The review, which included more than 6.5 million U.S. newborn boys during the period, also showed that adverse event rates following newborn male circumcision were “extremely low,” and that the most common adverse events were “mild and easily corrected,” Charbel El Bcheraoui, Ph.D., said at the 18th International AIDS Conference. ]
So they looked at 6.5 million newborn boys to gather this data, right? But then it says:
[In this database, 6,571,500 newborn boys underwent circumcision during 2006-2009. ]
So even if that's just a journalistic error, I still can't understand the 33% thing. The last two years for which I've been able to find US birth data are 2006 (4,265,555 births) and 2007 (4,317,117 births). http://www.cdc.gov/nchs/births.htm and http://www.cdc.gov/nchs/fastats/births.htm
Assuming that 2008 and 2009 have approximate the same birth rate and that half of those babies are boys, you get 8,582,674 boys born from 2006-2009. So if 6,571,500 were cut, that's a 77% circ rate, right? Is there an error in my math here?
So where does the 33% come from?
Personally I don't believe the circ rate is 33% or 77%, but probably somewhere between 45% - 50%. So if the numbers are wonky (and someone correct me if any of my assumptions or math are in error), how accurate is the rest of the article?

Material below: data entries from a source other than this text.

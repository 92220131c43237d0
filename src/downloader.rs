//! Batch downloader facade
//!
//! Wires configuration, output layout, manifest, record store, fetcher,
//! report log and coordinator together. One instance covers one manifest
//! load; create a new instance to pick up artifacts written by an earlier run.

use crate::cleanup::{self, CleanupReport};
use crate::config::Config;
use crate::coordinator::{DownloadCoordinator, EVENT_CHANNEL_CAPACITY};
use crate::error::{Error, Result};
use crate::fetcher::{Fetcher, HttpFetcher};
use crate::layout::OutputLayout;
use crate::manifest::{exclude_existing, load_manifest};
use crate::report::ReportLog;
use crate::store::RecordStore;
use crate::summary::{self, Summary};
use crate::types::{Event, RunStats};
use std::sync::Arc;
use tokio::sync::broadcast;

/// Main entry point: downloads a manifest's documents with fallback
pub struct BatchDownloader {
    config: Arc<Config>,
    layout: Arc<OutputLayout>,
    store: Arc<RecordStore>,
    report: Arc<ReportLog>,
    event_tx: broadcast::Sender<Event>,
    coordinator: DownloadCoordinator,
}

impl BatchDownloader {
    /// Create a downloader that fetches over HTTP
    ///
    /// Validates `config`, creates the output directories, loads the manifest
    /// and drops records whose artifact already exists.
    ///
    /// # Example
    ///
    /// ```no_run
    /// # use fallback_dl::{BatchDownloader, Config};
    /// # async fn example() -> Result<(), Box<dyn std::error::Error>> {
    /// let config = Config {
    ///     manifest_path: "reports.csv".into(),
    ///     ..Default::default()
    /// };
    /// let downloader = BatchDownloader::new(config).await?;
    /// let stats = downloader.run().await?;
    /// println!("{} downloaded", stats.downloaded);
    /// # Ok(())
    /// # }
    /// ```
    pub async fn new(config: Config) -> Result<Self> {
        config.validate()?;
        let fetcher = Arc::new(HttpFetcher::new(&config.download)?);
        Self::assemble(config, fetcher).await
    }

    /// Create a downloader with a custom [`Fetcher`]
    pub async fn with_fetcher(config: Config, fetcher: Arc<dyn Fetcher>) -> Result<Self> {
        config.validate()?;
        Self::assemble(config, fetcher).await
    }

    async fn assemble(config: Config, fetcher: Arc<dyn Fetcher>) -> Result<Self> {
        let layout = Arc::new(OutputLayout::new(
            &config.output_dir,
            config.download.artifact_extension.as_str(),
            config.report.file_name.as_str(),
        ));
        layout.prepare().await.map_err(|e| {
            Error::Io(std::io::Error::new(
                e.kind(),
                format!(
                    "Failed to create output directory '{}': {}",
                    layout.artifact_dir().display(),
                    e
                ),
            ))
        })?;

        // Blocking CSV read, kept off the async workers
        let manifest_path = config.manifest_path.clone();
        let columns = config.columns.clone();
        let delimiter = config.manifest_delimiter;
        let rows = tokio::task::spawn_blocking(move || {
            load_manifest(&manifest_path, &columns, delimiter)
        })
        .await
        .unwrap_or_else(|e| Err(Error::Other(format!("manifest loader task failed: {e}"))))?;
        let existing = layout.existing_artifact_ids().await?;
        let store = Arc::new(RecordStore::from_rows(exclude_existing(rows, &existing)));

        let report = Arc::new(ReportLog::new(
            layout.report_path(),
            config.report.delimiter,
        )?);

        let (event_tx, _rx) = broadcast::channel(EVENT_CHANNEL_CAPACITY);
        let coordinator = DownloadCoordinator::new(
            Arc::clone(&store),
            fetcher,
            Arc::clone(&report),
            Arc::clone(&layout),
        )
        .with_event_sender(event_tx.clone());

        tracing::info!(
            records = store.len(),
            output_dir = ?layout.root(),
            "batch downloader ready"
        );

        Ok(Self {
            config: Arc::new(config),
            layout,
            store,
            report,
            event_tx,
            coordinator,
        })
    }

    /// Reset the report, then download the first `download.limit` records
    /// with `download.workers` concurrent workers
    pub async fn run(&self) -> Result<RunStats> {
        self.report.reset().await?;
        let ids = self.store.ids(self.config.download.limit);
        Ok(self.coordinator.run(ids, self.config.download.workers).await)
    }

    /// Summarize the first `download.limit` records
    pub async fn summarize(&self) -> Result<Summary> {
        summary::summarize(&self.store, &self.layout, self.config.download.limit).await
    }

    /// Delete every downloaded artifact
    ///
    /// Must not be called while [`run`](Self::run) is in progress.
    pub async fn delete_downloaded_files(&self) -> Result<CleanupReport> {
        cleanup::delete_all_artifacts(&self.layout).await
    }

    /// Subscribe to run events
    ///
    /// Multiple subscribers are supported; events sent while nobody listens
    /// are dropped.
    pub fn subscribe(&self) -> broadcast::Receiver<Event> {
        self.event_tx.subscribe()
    }

    /// Loaded records
    pub fn store(&self) -> &RecordStore {
        &self.store
    }

    /// Outcome report
    pub fn report(&self) -> &ReportLog {
        &self.report
    }

    /// Output paths
    pub fn layout(&self) -> &OutputLayout {
        &self.layout
    }

    /// Active configuration
    pub fn config(&self) -> &Config {
        &self.config
    }
}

Secondly, the assumption that falling circ. rates of the past few years are the result of medicaid stopping coverage, increased immigration rates, and the 1999 AAP statement is completely off. In relation to all U.S. families, only a fraction are on medicaid, and most states which stopped covering circumcision under medicaid did so before 2006.
And of course, no mention of meatal stenosis - something that is quite common in circ'd boys and pretty much unheard of in intact boys. If they reported that they could never say that adverse events were rare.